LINQ over FileInfo And Using Let for Clarity


Introduction

I was reading on StackOverflow a couple of days ago, a question on dealing with the FileInfo class and LINQ. It just so happened I had occasion to delve into this “neck of the woods” myself in the last couple of days. I wanted to calculate some metrics on the relative merits of various compression formats for graphics files, or the minimum size achieved for each format, of the same image stored in a number of image formats (bmp, jpeg, pgn, tiff and wdp).
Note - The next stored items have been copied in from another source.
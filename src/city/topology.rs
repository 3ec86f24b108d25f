//! Street-routing graph over the shared-vertex topology.
//!
//! One node per arena vertex that borders a land cell; edges run along cell
//! boundaries, weighted by Euclidean distance. The `inner` and `outer` sets
//! are used by A\* as exclusion sets: streets stay off outer vertices, roads
//! stay off inner ones. Gates belong to both, shore vertices to neither;
//! their nodes are unlinked outright so no path can ride a shoreline.

use crate::city::cell::Cell;
use crate::points::{Point, PointId, PointStore};
use fnv::{FnvHashMap, FnvHashSet};
use log::trace;
use pathfinding::directed::astar::astar;

/// Fixed-point scale for edge weights; `pathfinding` wants `Ord` costs.
const WEIGHT_SCALE: f64 = 100.0;

pub struct Topology {
    adjacency: FnvHashMap<PointId, Vec<(PointId, u32)>>,
    pub inner: FnvHashSet<PointId>,
    pub outer: FnvHashSet<PointId>,
}

impl Topology {
    pub fn new(
        cells: &[Cell],
        gates: &[PointId],
        blocked: &FnvHashSet<PointId>,
        store: &PointStore,
    ) -> Self {
        let mut topo = Topology {
            adjacency: FnvHashMap::default(),
            inner: FnvHashSet::default(),
            outer: FnvHashSet::default(),
        };

        for cell in cells {
            if cell.waterbody {
                continue;
            }
            let n = cell.shape.len();
            for i in 0..n {
                let v0 = cell.shape.id(i);
                let v1 = cell.shape.id((i + 1) % n);

                for &v in &[v0, v1] {
                    if gates.contains(&v) {
                        topo.inner.insert(v);
                        topo.outer.insert(v);
                    } else if cell.within_city {
                        topo.inner.insert(v);
                    } else {
                        topo.outer.insert(v);
                    }
                }

                if !blocked.contains(&v0) && !blocked.contains(&v1) {
                    let w = (Point::distance(store.get(v0), store.get(v1)) * WEIGHT_SCALE)
                        .round() as u32;
                    topo.link(v0, v1, w);
                }
            }
        }

        // Shore vertices must never carry a path: unlink every vertex shared
        // between a land cell and a water cell.
        let mut shore: FnvHashSet<PointId> = FnvHashSet::default();
        for cell in cells {
            if cell.waterbody {
                continue;
            }
            for &id in cell.shape.ids() {
                if shore.contains(&id) {
                    continue;
                }
                let wet = cell.neighbors.iter().any(|&nb| {
                    let nb = &cells[nb.0 as usize];
                    nb.waterbody && nb.shape.contains_id(id)
                });
                if wet {
                    shore.insert(id);
                }
            }
        }
        for id in shore {
            topo.unlink_all(id);
            topo.inner.remove(&id);
            topo.outer.remove(&id);
        }

        topo
    }

    fn link(&mut self, a: PointId, b: PointId, w: u32) {
        let fwd = self.adjacency.entry(a).or_default();
        if !fwd.iter().any(|&(n, _)| n == b) {
            fwd.push((b, w));
        }
        let back = self.adjacency.entry(b).or_default();
        if !back.iter().any(|&(n, _)| n == a) {
            back.push((a, w));
        }
    }

    /// Remove every edge touching `id`.
    pub fn unlink_all(&mut self, id: PointId) {
        if let Some(neighbors) = self.adjacency.remove(&id) {
            for (n, _) in neighbors {
                if let Some(list) = self.adjacency.get_mut(&n) {
                    list.retain(|&(m, _)| m != id);
                }
            }
        }
    }

    pub fn has_node(&self, id: PointId) -> bool {
        self.adjacency.contains_key(&id)
    }

    pub fn nodes(&self) -> impl Iterator<Item = PointId> + '_ {
        self.adjacency.keys().copied()
    }

    /// Graph node nearest to an arbitrary position.
    pub fn nearest_node(&self, p: Point, store: &PointStore) -> Option<PointId> {
        self.adjacency
            .keys()
            .copied()
            .min_by(|&a, &b| {
                let da = Point::distance(store.get(a), p);
                let db = Point::distance(store.get(b), p);
                da.partial_cmp(&db).unwrap_or(std::cmp::Ordering::Equal)
            })
    }

    /// A\* shortest path from `from` to `to`. Nodes in `exclude` are off
    /// limits except as endpoints (a gate sits in both exclusion sets yet
    /// must begin streets and end roads).
    pub fn path(
        &self,
        from: PointId,
        to: PointId,
        exclude: &FnvHashSet<PointId>,
        store: &PointStore,
    ) -> Option<Vec<PointId>> {
        if !self.has_node(from) || !self.has_node(to) {
            return None;
        }
        let goal = store.get(to);
        let result = astar(
            &from,
            |&node| {
                self.adjacency
                    .get(&node)
                    .into_iter()
                    .flatten()
                    .filter(|&&(n, _)| n == to || !exclude.contains(&n))
                    .copied()
                    .collect::<Vec<_>>()
            },
            |&node| (Point::distance(store.get(node), goal) * WEIGHT_SCALE).round() as u32,
            |&node| node == to,
        );
        match result {
            Some((path, cost)) => {
                trace!("path {} -> {}: {} nodes, cost {}", from, to, path.len(), cost);
                Some(path)
            }
            None => None,
        }
    }
}

#[cfg(test)]
mod tests {
    use super::*;
    use crate::polygon::Polygon;

    /// A strip of three unit squares: left is within the city, middle and
    /// right are outside.
    fn strip(store: &mut PointStore) -> Vec<Cell> {
        let p: Vec<PointId> = [
            (0.0, 0.0),
            (1.0, 0.0),
            (2.0, 0.0),
            (3.0, 0.0),
            (3.0, 1.0),
            (2.0, 1.0),
            (1.0, 1.0),
            (0.0, 1.0),
        ]
        .iter()
        .map(|&(x, y)| store.insert(Point::new(x, y)))
        .collect();
        let mut a = Cell::new(Polygon::new(vec![p[0], p[1], p[6], p[7]]));
        let mut b = Cell::new(Polygon::new(vec![p[1], p[2], p[5], p[6]]));
        let mut c = Cell::new(Polygon::new(vec![p[2], p[3], p[4], p[5]]));
        a.within_city = true;
        a.neighbors = vec![crate::city::cell::CellId(1)];
        b.neighbors = vec![crate::city::cell::CellId(0), crate::city::cell::CellId(2)];
        c.neighbors = vec![crate::city::cell::CellId(1)];
        vec![a, b, c]
    }

    #[test]
    fn nodes_cover_land_vertices() {
        let mut store = PointStore::new();
        let cells = strip(&mut store);
        let topo = Topology::new(&cells, &[], &FnvHashSet::default(), &store);
        assert_eq!(topo.nodes().count(), 8);
    }

    #[test]
    fn inner_and_outer_sets_follow_city_flag() {
        let mut store = PointStore::new();
        let cells = strip(&mut store);
        let topo = Topology::new(&cells, &[], &FnvHashSet::default(), &store);
        // Left square's outer corner is inner-only.
        let left_corner = cells[0].shape.id(0);
        assert!(topo.inner.contains(&left_corner));
        // Shared corner between city and countryside sits in both.
        let shared = cells[0].shape.id(1);
        assert!(topo.inner.contains(&shared) && topo.outer.contains(&shared));
    }

    #[test]
    fn gate_is_in_both_sets() {
        let mut store = PointStore::new();
        let cells = strip(&mut store);
        let gate = cells[0].shape.id(0);
        let topo = Topology::new(&cells, &[gate], &FnvHashSet::default(), &store);
        assert!(topo.inner.contains(&gate));
        assert!(topo.outer.contains(&gate));
    }

    #[test]
    fn path_follows_edges() {
        let mut store = PointStore::new();
        let cells = strip(&mut store);
        let topo = Topology::new(&cells, &[], &FnvHashSet::default(), &store);
        let from = cells[0].shape.id(0);
        let to = cells[2].shape.id(1);
        let path = topo.path(from, to, &FnvHashSet::default(), &store).unwrap();
        assert_eq!(path.first(), Some(&from));
        assert_eq!(path.last(), Some(&to));
        assert!(path.len() >= 4);
    }

    #[test]
    fn excluded_nodes_are_avoided() {
        let mut store = PointStore::new();
        let cells = strip(&mut store);
        let topo = Topology::new(&cells, &[], &FnvHashSet::default(), &store);
        let from = cells[0].shape.id(0);
        let to = cells[0].shape.id(1);
        let mut exclude = FnvHashSet::default();
        // Block the direct top route; the path must detour or still reach
        // the goal via the bottom edge.
        exclude.insert(cells[0].shape.id(3));
        let path = topo.path(from, to, &exclude, &store).unwrap();
        assert!(!path.iter().any(|id| *id == cells[0].shape.id(3)));
    }

    #[test]
    fn water_cells_add_no_nodes() {
        let mut store = PointStore::new();
        let mut cells = strip(&mut store);
        cells[2].waterbody = true;
        let topo = Topology::new(&cells, &[], &FnvHashSet::default(), &store);
        // Right square's private corners are gone.
        assert!(topo.nodes().count() < 8);
    }

    #[test]
    fn shore_vertices_are_unlinked() {
        let mut store = PointStore::new();
        let mut cells = strip(&mut store);
        cells[2].waterbody = true;
        let topo = Topology::new(&cells, &[], &FnvHashSet::default(), &store);
        // Vertices shared between the middle (land) and right (water)
        // squares are shore: no node survives for them.
        let shore = cells[1].shape.id(1);
        assert!(!topo.has_node(shore));
    }
}
//! Fatal build errors.
//!
//! Degenerate geometry is never an error: a bad lot or block is logged and
//! skipped so the visible effect is a missing building, not a failed run.
//! The conditions below abort the whole build instead.

use thiserror::Error;

#[derive(Debug, Error)]
pub enum TownError {
    #[error("cell count {0} is out of range (need 5..=200)")]
    TooFewCells(usize),

    #[error("tessellation produced no usable regions after {0} attempts")]
    NoUsableRegions(usize),

    #[error("walled area yielded no gates")]
    NoGates,
}
//! City cells (patches) and per-edge classification.

use crate::constants::{ALLEY, WALL_THICKNESS};
use crate::polygon::Polygon;
use fnv::FnvHashMap;
use serde::Serialize;
use std::fmt;

#[derive(Clone, Copy, Debug, PartialEq, Eq, Hash, PartialOrd, Ord, Serialize)]
pub struct CellId(pub u32);

impl fmt::Display for CellId {
    fn fmt(&self, f: &mut fmt::Formatter) -> fmt::Result {
        write!(f, "CellId({})", self.0)
    }
}

#[derive(Clone, Copy, Debug, PartialEq, Eq, Hash)]
pub struct GroupId(pub u32);

#[derive(Clone, Copy, Debug, PartialEq, Eq, Hash)]
pub struct WardId(pub u32);

/// What lies on the far side of a cell edge. Drives the inset the ward
/// applies when shrinking its shape to leave room for streets, walls and
/// water margins.
#[derive(Clone, Copy, Debug, Default, PartialEq, Eq, Serialize)]
pub enum EdgeType {
    #[default]
    None,
    Coast,
    Road,
    Wall,
    Canal,
    Horizon,
}

impl EdgeType {
    /// Canonical inset distance for this edge kind.
    pub fn inset(self, landing: bool, canal_width: f64) -> f64 {
        match self {
            EdgeType::Coast => {
                if landing {
                    2.0
                } else {
                    ALLEY
                }
            }
            EdgeType::Road => 1.0,
            EdgeType::Wall => WALL_THICKNESS / 2.0 + ALLEY,
            EdgeType::Canal => canal_width / 2.0 + ALLEY,
            EdgeType::Horizon => 0.0,
            EdgeType::None => ALLEY / 2.0,
        }
    }

    /// Farms sit looser in the landscape: wider road setbacks, a thin buffer
    /// toward other farms, none toward open land.
    pub fn farm_inset(self, neighbor_is_farm: bool, canal_width: f64) -> f64 {
        match self {
            EdgeType::Road => 3.0,
            EdgeType::Wall => 2.0 * WALL_THICKNESS,
            EdgeType::Canal => canal_width / 2.0 + ALLEY,
            EdgeType::None => {
                if neighbor_is_farm {
                    1.0
                } else {
                    0.0
                }
            }
            _ => 2.0,
        }
    }
}

/// One Voronoi face of the town plan.
#[derive(Clone, Debug, Default)]
pub struct Cell {
    pub shape: Polygon,
    pub within_city: bool,
    pub within_walls: bool,
    pub waterbody: bool,
    /// Harbour landing: buildings keep extra distance from the water edge.
    pub landing: bool,
    /// Per-cell random seed for reproducible local detail.
    pub seed: i64,
    pub ward: Option<WardId>,
    pub group: Option<GroupId>,
    pub neighbors: Vec<CellId>,
    /// Sparse map from edge index (vertex i -> i+1) to its classification.
    pub edge_types: FnvHashMap<usize, EdgeType>,
}

impl Cell {
    pub fn new(shape: Polygon) -> Self {
        Cell {
            shape,
            ..Default::default()
        }
    }

    pub fn edge_type(&self, edge: usize) -> EdgeType {
        self.edge_types.get(&edge).copied().unwrap_or_default()
    }

    pub fn set_edge_type(&mut self, edge: usize, t: EdgeType) {
        if t == EdgeType::None {
            self.edge_types.remove(&edge);
        } else {
            self.edge_types.insert(edge, t);
        }
    }

    pub fn edge_inset(&self, edge: usize, canal_width: f64) -> f64 {
        self.edge_type(edge).inset(self.landing, canal_width)
    }
}

#[cfg(test)]
mod tests {
    use super::*;

    #[test]
    fn default_edge_type_is_none() {
        let cell = Cell::default();
        assert_eq!(cell.edge_type(3), EdgeType::None);
    }

    #[test]
    fn set_and_get_edge_type() {
        let mut cell = Cell::default();
        cell.set_edge_type(1, EdgeType::Coast);
        assert_eq!(cell.edge_type(1), EdgeType::Coast);
        assert_eq!(cell.edge_type(0), EdgeType::None);
    }

    #[test]
    fn setting_none_clears_the_entry() {
        let mut cell = Cell::default();
        cell.set_edge_type(2, EdgeType::Road);
        cell.set_edge_type(2, EdgeType::None);
        assert!(cell.edge_types.is_empty());
    }

    #[test]
    fn coast_inset_depends_on_landing() {
        assert!(EdgeType::Coast.inset(true, 0.0) > EdgeType::Coast.inset(false, 0.0));
    }

    #[test]
    fn canal_inset_scales_with_width() {
        let narrow = EdgeType::Canal.inset(false, 2.0);
        let wide = EdgeType::Canal.inset(false, 6.0);
        assert!(wide > narrow);
    }

    #[test]
    fn horizon_has_no_inset() {
        assert_eq!(EdgeType::Horizon.inset(false, 0.0), 0.0);
    }

    #[test]
    fn farm_edge_buffer_only_toward_farms() {
        assert_eq!(EdgeType::None.farm_inset(true, 0.0), 1.0);
        assert_eq!(EdgeType::None.farm_inset(false, 0.0), 0.0);
    }
}
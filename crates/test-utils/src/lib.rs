pub mod builders;
pub mod fake_executor;
pub mod resources;

use std::sync::{Arc, Once};

use jobqueue::exec::{ExecContext, ExecOptions, ProcessExecutor, ProgressOptions};
use jobqueue::report::{Capture, Console};
use tokio::runtime::Runtime;
use tracing_subscriber::{fmt, EnvFilter};

static INIT: Once = Once::new();

/// Initialise tracing for tests.
///
/// - Uses `with_test_writer()`, so logs are captured per-test.
/// - The Rust test harness only prints captured output for **failing** tests
///   (unless you run with `-- --nocapture`).
///
/// Enable levels with e.g.:
/// `RUST_LOG=debug cargo test`
pub fn init_tracing() {
    INIT.call_once(|| {
        let filter =
            EnvFilter::try_from_default_env().unwrap_or_else(|_| EnvFilter::new("info"));

        fmt()
            .with_env_filter(filter)
            .with_test_writer()
            .with_target(true)
            .init();
    });
}

/// Options for tests: no progress animation, default I/O wiring.
pub fn quiet_options() -> ExecOptions {
    ExecOptions {
        progress: ProgressOptions {
            enabled: false,
            ..ProgressOptions::default()
        },
        ..ExecOptions::default()
    }
}

/// Everything needed to drive a run pass from a plain `#[test]`.
///
/// Keep `runtime` alive for as long as `ctx` is used.
pub struct Harness {
    pub runtime: Runtime,
    pub ctx: ExecContext,
    pub output: Capture,
}

impl Harness {
    pub fn new(executor: Arc<dyn ProcessExecutor>) -> Self {
        Self::with_options(executor, quiet_options())
    }

    pub fn with_options(executor: Arc<dyn ProcessExecutor>, options: ExecOptions) -> Self {
        let runtime = tokio::runtime::Builder::new_multi_thread()
            .worker_threads(2)
            .enable_all()
            .build()
            .expect("failed to build test runtime");
        let (console, output) = Console::capture();
        let ctx = ExecContext::new(runtime.handle().clone(), executor, console, options);

        Self {
            runtime,
            ctx,
            output,
        }
    }

    /// Harness around the real process executor.
    pub fn direct() -> Self {
        let runtime = tokio::runtime::Builder::new_multi_thread()
            .worker_threads(2)
            .enable_all()
            .build()
            .expect("failed to build test runtime");
        let (console, output) = Console::capture();
        let ctx = ExecContext::direct(runtime.handle().clone(), console, quiet_options());

        Self {
            runtime,
            ctx,
            output,
        }
    }

    pub fn output(&self) -> String {
        self.output.contents()
    }
}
This then lead me into using LINQ over the directory structures and using the the FileInfo class to get the file size.

The Solution

The following is my way of sorting through a directory with a large number of files all by the same name, apart from extensions, and determining which is the smallest. Then, summarising those results into a one line average of all the files processed.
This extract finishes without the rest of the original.